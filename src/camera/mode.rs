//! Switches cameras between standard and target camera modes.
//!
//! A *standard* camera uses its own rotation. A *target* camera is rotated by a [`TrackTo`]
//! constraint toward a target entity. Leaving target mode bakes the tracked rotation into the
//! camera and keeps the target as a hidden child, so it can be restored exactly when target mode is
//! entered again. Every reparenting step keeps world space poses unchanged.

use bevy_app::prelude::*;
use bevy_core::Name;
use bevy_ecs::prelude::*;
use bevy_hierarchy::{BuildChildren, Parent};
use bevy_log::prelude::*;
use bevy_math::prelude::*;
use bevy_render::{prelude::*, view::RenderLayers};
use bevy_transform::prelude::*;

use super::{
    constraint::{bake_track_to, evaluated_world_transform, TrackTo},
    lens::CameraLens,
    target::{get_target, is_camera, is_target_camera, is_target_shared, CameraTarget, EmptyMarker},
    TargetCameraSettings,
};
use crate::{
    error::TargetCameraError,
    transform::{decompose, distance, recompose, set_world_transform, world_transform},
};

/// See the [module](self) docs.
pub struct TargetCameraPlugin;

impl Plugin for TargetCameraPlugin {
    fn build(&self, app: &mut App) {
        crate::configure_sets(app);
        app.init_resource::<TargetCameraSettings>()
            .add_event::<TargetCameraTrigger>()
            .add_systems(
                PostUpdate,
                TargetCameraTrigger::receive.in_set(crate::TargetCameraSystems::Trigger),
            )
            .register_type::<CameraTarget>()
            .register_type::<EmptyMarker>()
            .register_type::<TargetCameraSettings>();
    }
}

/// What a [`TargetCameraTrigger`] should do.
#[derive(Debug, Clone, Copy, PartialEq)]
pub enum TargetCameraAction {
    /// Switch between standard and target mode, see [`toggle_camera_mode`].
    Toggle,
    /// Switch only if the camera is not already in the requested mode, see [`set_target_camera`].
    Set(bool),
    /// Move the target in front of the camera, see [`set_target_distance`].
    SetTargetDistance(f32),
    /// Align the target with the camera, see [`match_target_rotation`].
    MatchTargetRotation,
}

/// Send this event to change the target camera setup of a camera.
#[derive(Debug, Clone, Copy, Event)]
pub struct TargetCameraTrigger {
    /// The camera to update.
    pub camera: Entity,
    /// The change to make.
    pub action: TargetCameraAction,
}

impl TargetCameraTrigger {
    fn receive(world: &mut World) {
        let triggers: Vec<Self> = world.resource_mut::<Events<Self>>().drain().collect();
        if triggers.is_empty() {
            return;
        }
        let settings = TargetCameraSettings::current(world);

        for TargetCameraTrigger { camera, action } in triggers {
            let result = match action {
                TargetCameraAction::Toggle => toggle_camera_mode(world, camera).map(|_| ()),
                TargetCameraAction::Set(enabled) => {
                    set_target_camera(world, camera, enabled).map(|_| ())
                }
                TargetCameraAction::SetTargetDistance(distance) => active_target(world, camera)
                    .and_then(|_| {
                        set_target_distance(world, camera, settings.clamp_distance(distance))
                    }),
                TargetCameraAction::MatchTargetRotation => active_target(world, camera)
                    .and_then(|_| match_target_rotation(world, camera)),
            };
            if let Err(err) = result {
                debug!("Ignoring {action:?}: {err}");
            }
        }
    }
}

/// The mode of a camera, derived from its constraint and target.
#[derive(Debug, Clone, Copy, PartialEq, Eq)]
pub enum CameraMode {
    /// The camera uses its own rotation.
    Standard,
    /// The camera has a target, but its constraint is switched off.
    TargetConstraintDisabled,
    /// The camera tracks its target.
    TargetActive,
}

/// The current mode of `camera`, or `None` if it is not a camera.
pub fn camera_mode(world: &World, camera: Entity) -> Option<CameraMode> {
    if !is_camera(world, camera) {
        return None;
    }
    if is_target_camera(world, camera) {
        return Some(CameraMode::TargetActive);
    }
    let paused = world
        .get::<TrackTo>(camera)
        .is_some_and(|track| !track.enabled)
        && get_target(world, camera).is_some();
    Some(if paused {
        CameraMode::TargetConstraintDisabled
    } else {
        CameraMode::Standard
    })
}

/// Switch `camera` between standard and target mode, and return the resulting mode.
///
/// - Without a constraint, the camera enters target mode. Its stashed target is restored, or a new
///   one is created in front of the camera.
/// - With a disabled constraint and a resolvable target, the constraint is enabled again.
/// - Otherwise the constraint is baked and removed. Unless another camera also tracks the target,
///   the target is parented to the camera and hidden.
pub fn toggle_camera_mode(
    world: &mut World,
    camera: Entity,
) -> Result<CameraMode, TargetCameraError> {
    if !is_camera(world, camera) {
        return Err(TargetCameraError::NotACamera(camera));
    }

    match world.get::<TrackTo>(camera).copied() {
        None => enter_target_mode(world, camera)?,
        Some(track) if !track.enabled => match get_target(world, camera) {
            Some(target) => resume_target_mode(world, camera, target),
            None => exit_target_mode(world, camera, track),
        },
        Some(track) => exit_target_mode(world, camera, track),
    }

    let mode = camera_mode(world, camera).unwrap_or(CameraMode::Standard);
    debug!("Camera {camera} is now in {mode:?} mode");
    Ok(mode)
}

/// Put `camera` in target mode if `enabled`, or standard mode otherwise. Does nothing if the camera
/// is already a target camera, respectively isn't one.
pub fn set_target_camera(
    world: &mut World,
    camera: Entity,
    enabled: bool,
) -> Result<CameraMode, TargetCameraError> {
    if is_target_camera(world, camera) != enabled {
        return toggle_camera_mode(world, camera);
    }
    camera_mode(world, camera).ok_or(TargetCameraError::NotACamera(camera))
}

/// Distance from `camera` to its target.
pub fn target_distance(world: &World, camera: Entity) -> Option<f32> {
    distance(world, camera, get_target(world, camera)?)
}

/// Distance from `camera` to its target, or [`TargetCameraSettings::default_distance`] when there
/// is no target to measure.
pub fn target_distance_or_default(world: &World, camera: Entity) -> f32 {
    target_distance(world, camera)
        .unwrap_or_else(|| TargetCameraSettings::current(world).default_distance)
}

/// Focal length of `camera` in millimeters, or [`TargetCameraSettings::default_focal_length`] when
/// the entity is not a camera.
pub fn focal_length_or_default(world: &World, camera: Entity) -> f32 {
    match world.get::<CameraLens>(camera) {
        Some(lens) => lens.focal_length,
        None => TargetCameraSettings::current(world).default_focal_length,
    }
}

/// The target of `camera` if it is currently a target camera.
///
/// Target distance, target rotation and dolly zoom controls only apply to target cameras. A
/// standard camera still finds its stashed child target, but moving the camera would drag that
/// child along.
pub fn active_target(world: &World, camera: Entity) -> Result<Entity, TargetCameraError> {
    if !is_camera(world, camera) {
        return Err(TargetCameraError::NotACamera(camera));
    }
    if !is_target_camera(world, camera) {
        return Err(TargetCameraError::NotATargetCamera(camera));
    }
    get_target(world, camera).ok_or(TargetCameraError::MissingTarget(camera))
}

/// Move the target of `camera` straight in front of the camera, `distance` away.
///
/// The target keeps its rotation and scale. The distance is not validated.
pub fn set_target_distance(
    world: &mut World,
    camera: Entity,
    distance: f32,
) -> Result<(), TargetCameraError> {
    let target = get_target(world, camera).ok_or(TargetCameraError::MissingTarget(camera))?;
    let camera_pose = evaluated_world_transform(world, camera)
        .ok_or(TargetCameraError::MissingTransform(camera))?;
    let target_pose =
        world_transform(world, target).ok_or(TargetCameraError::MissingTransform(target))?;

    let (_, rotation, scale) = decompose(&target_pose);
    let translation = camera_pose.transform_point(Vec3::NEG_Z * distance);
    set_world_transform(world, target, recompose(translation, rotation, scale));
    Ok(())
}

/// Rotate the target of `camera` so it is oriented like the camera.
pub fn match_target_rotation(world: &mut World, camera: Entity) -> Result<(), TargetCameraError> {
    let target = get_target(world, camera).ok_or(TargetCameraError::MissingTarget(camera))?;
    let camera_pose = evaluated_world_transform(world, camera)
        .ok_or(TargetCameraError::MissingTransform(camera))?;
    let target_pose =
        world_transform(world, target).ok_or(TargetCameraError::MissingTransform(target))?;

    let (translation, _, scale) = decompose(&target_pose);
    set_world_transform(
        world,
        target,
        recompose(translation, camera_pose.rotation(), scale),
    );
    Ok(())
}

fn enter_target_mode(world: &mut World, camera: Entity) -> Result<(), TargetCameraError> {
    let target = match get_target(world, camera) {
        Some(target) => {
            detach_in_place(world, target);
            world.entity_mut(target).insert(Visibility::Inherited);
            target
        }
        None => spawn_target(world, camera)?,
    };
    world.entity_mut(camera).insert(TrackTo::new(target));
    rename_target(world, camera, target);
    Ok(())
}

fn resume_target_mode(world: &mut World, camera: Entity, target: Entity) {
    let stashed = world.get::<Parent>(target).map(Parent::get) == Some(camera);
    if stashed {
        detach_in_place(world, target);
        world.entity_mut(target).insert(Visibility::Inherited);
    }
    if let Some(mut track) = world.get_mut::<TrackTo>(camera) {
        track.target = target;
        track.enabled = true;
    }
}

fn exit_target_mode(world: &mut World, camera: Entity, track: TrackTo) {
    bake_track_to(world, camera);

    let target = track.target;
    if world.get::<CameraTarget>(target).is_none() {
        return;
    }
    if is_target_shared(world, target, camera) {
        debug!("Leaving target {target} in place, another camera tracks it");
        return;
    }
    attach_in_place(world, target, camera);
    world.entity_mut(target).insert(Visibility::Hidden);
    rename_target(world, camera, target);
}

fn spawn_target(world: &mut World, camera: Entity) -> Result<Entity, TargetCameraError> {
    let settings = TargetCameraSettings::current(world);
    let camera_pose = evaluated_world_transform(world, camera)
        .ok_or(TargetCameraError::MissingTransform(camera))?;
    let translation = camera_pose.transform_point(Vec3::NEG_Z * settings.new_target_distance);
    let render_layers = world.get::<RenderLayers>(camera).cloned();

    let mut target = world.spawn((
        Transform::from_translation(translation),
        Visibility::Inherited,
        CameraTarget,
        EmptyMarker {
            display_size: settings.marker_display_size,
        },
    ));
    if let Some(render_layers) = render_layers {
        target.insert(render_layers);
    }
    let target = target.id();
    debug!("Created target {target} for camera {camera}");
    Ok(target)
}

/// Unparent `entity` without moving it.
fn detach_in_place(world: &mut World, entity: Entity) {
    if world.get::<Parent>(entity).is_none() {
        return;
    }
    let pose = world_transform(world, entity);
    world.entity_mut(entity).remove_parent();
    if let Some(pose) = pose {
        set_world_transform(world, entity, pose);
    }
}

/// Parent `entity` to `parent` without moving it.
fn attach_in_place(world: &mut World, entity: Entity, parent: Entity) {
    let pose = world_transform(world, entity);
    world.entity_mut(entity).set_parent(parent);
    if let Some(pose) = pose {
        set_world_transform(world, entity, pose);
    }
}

***

REQUIRED ACTION: Looking at the entries above, how many lines contain "Copy"? State the number and nothing more.

RESULT OF THIS EXERCISE: 3